#### Records for the exercise

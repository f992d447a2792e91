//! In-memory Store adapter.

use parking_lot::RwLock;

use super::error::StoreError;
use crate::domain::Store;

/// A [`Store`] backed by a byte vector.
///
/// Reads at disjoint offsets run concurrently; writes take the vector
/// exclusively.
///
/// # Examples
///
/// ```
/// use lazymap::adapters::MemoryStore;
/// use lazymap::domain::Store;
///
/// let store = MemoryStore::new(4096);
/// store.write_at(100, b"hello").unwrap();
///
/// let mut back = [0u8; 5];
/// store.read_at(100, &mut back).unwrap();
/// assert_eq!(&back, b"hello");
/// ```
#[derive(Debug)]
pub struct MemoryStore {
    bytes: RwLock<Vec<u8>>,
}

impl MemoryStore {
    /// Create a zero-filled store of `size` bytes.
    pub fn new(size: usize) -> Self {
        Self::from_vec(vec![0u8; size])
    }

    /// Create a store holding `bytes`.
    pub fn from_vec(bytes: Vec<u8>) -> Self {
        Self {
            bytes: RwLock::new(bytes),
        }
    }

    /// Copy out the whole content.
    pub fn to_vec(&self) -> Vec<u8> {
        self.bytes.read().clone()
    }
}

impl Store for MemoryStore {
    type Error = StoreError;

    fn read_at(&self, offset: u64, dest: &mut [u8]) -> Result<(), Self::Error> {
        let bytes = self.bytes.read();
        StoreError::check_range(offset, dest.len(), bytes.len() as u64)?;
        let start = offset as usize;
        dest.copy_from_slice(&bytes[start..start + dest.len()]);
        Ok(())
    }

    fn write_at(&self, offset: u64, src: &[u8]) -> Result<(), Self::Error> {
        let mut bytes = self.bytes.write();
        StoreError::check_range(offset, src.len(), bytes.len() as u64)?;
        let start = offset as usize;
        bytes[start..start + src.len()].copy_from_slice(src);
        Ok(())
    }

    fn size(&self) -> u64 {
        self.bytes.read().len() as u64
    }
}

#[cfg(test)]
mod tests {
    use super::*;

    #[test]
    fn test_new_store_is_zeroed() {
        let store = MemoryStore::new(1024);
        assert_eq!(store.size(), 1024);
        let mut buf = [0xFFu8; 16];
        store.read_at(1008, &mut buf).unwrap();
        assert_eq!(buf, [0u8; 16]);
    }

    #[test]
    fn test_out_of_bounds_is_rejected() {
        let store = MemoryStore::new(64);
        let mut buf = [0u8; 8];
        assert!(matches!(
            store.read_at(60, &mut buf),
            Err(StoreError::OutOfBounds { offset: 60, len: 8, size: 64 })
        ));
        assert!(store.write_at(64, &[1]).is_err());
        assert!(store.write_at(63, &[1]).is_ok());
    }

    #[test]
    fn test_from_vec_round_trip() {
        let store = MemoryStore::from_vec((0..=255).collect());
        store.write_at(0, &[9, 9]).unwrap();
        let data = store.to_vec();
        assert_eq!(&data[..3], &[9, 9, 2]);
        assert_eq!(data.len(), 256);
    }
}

########
#### Records for the exercise

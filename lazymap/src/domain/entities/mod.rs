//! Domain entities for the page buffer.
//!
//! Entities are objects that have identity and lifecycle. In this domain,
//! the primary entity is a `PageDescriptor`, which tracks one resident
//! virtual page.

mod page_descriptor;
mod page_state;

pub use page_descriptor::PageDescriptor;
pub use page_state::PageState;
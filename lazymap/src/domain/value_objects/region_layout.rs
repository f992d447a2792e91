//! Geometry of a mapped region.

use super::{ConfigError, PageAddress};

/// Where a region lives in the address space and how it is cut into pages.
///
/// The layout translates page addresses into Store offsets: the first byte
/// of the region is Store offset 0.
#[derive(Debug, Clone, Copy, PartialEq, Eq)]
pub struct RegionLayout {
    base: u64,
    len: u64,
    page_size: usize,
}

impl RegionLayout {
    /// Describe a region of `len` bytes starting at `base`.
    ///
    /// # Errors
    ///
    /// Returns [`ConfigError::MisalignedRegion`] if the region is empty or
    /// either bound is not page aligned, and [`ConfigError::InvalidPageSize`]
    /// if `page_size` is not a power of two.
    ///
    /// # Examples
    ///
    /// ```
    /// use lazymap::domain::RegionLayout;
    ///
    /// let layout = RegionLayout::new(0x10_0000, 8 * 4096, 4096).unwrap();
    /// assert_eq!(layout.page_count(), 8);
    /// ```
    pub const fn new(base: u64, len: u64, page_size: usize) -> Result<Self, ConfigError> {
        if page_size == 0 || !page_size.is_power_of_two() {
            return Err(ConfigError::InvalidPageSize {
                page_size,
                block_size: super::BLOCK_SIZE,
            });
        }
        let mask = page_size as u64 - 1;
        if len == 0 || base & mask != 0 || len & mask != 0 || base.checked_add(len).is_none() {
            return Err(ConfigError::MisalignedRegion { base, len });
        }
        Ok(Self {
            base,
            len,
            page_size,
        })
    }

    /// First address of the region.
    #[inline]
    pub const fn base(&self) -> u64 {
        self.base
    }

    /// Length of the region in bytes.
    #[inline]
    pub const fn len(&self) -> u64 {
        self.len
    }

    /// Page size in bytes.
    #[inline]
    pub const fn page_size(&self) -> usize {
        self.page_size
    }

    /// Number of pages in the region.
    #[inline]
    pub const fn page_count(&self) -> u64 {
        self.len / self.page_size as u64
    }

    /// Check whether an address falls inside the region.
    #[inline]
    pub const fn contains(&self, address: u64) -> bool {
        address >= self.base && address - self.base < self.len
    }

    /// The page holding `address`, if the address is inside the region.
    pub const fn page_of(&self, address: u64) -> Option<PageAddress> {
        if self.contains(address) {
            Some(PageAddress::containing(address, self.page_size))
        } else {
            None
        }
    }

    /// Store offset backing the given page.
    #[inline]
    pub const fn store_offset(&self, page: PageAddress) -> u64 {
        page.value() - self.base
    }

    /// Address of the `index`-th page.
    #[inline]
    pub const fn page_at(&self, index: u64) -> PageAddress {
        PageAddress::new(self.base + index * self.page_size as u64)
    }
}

########
#### Records for the exercise

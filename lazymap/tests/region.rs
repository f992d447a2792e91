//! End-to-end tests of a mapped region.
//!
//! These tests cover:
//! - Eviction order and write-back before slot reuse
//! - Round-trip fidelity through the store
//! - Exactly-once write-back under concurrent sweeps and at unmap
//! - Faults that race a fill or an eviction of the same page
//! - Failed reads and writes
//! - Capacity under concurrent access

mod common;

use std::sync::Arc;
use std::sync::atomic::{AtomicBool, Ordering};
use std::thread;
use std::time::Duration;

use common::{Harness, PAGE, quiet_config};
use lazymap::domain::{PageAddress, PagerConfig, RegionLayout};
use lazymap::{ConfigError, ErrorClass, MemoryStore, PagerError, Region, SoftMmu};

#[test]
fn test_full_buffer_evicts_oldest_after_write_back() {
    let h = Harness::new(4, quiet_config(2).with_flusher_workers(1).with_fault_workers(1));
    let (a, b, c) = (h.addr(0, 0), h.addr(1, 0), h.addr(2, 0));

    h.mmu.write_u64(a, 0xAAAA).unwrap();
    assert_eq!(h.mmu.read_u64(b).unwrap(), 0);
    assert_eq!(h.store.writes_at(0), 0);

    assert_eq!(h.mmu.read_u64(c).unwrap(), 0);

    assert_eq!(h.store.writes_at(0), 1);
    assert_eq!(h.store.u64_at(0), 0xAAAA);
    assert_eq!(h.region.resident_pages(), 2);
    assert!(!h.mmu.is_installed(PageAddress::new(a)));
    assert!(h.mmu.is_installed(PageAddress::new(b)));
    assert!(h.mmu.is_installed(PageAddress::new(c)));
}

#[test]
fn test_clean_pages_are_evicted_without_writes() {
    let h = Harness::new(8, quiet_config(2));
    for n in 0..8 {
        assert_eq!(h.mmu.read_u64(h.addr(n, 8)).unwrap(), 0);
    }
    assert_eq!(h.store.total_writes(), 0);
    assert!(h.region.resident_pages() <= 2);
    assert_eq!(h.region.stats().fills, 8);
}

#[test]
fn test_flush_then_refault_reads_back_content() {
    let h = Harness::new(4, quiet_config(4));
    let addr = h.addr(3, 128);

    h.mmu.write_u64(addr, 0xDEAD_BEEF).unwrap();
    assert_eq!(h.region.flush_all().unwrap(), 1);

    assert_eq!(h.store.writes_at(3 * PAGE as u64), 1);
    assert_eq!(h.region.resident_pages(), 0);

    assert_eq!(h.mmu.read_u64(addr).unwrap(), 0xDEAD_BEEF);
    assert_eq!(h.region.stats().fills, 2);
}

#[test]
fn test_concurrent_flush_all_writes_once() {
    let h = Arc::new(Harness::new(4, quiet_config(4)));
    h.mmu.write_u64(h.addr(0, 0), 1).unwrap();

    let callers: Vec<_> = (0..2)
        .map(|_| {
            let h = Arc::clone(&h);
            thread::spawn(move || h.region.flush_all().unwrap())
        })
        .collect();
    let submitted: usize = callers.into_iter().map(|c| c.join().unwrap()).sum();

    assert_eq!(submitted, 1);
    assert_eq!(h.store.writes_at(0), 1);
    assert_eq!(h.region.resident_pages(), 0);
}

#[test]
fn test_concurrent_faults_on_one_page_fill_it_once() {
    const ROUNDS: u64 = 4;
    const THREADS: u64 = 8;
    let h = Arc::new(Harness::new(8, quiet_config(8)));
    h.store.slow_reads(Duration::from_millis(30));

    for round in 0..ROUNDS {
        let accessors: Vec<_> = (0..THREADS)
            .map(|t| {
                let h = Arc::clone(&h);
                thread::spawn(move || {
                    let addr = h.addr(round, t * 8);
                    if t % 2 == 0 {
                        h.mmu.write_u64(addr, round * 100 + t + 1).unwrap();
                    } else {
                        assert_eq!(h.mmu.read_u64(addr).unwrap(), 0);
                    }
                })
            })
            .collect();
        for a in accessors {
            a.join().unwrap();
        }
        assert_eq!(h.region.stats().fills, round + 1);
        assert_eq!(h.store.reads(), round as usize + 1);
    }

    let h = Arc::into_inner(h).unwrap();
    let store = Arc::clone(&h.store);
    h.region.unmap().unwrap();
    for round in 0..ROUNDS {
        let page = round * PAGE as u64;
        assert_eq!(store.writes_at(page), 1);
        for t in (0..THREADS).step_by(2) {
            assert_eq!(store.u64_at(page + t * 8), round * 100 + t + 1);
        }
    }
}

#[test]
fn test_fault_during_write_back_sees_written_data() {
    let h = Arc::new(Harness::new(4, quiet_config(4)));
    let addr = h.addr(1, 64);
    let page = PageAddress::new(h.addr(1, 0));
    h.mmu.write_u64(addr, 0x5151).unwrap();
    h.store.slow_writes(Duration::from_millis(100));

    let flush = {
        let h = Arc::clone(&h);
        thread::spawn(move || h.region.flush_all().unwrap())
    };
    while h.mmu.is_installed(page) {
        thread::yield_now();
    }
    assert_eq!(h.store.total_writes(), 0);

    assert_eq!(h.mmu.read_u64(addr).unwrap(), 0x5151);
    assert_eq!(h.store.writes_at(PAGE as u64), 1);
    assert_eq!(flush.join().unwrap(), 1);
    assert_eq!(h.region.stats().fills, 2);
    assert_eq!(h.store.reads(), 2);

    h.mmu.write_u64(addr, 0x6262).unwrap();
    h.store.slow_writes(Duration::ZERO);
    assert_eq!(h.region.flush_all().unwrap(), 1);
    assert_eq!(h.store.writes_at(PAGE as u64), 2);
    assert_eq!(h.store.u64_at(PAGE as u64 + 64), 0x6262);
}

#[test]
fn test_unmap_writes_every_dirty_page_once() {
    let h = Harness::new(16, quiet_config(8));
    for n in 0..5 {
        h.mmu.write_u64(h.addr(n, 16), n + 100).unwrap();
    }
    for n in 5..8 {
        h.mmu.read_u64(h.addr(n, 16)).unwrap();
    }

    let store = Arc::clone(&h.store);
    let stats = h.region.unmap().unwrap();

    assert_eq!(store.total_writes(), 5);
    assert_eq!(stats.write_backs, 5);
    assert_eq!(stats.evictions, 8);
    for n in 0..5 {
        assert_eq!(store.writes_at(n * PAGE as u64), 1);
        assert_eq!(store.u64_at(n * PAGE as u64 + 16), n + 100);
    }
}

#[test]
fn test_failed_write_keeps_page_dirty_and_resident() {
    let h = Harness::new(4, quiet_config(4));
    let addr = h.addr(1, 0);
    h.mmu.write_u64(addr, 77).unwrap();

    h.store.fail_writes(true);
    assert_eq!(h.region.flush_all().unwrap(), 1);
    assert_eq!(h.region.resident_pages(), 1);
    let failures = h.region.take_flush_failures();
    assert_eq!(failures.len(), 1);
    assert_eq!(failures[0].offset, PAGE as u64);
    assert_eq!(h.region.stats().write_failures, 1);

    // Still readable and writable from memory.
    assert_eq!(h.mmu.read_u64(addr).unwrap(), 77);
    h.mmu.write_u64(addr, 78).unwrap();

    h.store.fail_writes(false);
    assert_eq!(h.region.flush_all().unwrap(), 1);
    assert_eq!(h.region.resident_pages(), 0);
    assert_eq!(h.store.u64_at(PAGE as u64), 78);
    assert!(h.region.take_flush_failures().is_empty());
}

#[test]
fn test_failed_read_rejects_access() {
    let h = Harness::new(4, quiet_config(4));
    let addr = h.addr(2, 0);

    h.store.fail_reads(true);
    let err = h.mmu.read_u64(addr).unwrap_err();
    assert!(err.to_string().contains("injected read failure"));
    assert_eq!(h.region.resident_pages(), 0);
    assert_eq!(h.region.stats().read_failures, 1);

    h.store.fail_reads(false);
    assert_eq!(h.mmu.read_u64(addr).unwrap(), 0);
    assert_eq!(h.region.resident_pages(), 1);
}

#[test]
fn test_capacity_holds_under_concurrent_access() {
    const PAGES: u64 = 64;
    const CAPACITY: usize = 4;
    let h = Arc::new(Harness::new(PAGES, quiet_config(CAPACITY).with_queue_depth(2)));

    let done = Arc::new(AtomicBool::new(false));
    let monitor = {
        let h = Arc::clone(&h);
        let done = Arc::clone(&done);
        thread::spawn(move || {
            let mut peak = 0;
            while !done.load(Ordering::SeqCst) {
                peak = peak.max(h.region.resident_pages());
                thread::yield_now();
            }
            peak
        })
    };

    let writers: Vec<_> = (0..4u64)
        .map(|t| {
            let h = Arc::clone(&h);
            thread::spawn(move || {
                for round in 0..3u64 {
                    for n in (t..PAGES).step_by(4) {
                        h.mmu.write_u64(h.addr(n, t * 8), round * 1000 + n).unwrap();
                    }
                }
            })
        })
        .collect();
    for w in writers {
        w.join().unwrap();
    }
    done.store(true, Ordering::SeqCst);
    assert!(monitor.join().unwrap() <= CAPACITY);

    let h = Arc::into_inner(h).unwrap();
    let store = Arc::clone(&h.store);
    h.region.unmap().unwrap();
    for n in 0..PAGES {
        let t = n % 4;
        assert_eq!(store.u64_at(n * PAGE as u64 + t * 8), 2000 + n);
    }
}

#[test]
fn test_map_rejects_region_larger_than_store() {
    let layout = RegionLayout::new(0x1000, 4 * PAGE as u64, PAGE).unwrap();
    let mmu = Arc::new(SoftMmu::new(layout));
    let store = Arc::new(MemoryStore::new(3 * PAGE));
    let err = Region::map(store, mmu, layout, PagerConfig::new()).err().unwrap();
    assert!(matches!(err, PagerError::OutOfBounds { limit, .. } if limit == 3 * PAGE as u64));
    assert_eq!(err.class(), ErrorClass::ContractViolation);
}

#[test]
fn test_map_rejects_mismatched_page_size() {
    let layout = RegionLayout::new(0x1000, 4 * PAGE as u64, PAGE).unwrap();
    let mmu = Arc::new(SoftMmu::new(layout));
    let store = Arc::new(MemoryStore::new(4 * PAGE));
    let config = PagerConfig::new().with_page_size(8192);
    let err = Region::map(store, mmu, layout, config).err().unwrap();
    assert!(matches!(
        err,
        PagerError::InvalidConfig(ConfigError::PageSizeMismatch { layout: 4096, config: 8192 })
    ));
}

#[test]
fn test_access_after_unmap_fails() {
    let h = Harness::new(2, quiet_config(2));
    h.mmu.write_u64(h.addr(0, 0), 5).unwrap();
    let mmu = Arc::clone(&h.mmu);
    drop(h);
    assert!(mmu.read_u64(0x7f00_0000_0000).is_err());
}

########

Exercise instructions: Starting from the data above, filter for lines with "done" and copy each one.

Exercise response:
    let done = Arc::new(AtomicBool::new(false));
        let done = Arc::clone(&done);
            while !done.load(Ordering::SeqCst) {
    done.store(true, Ordering::SeqCst);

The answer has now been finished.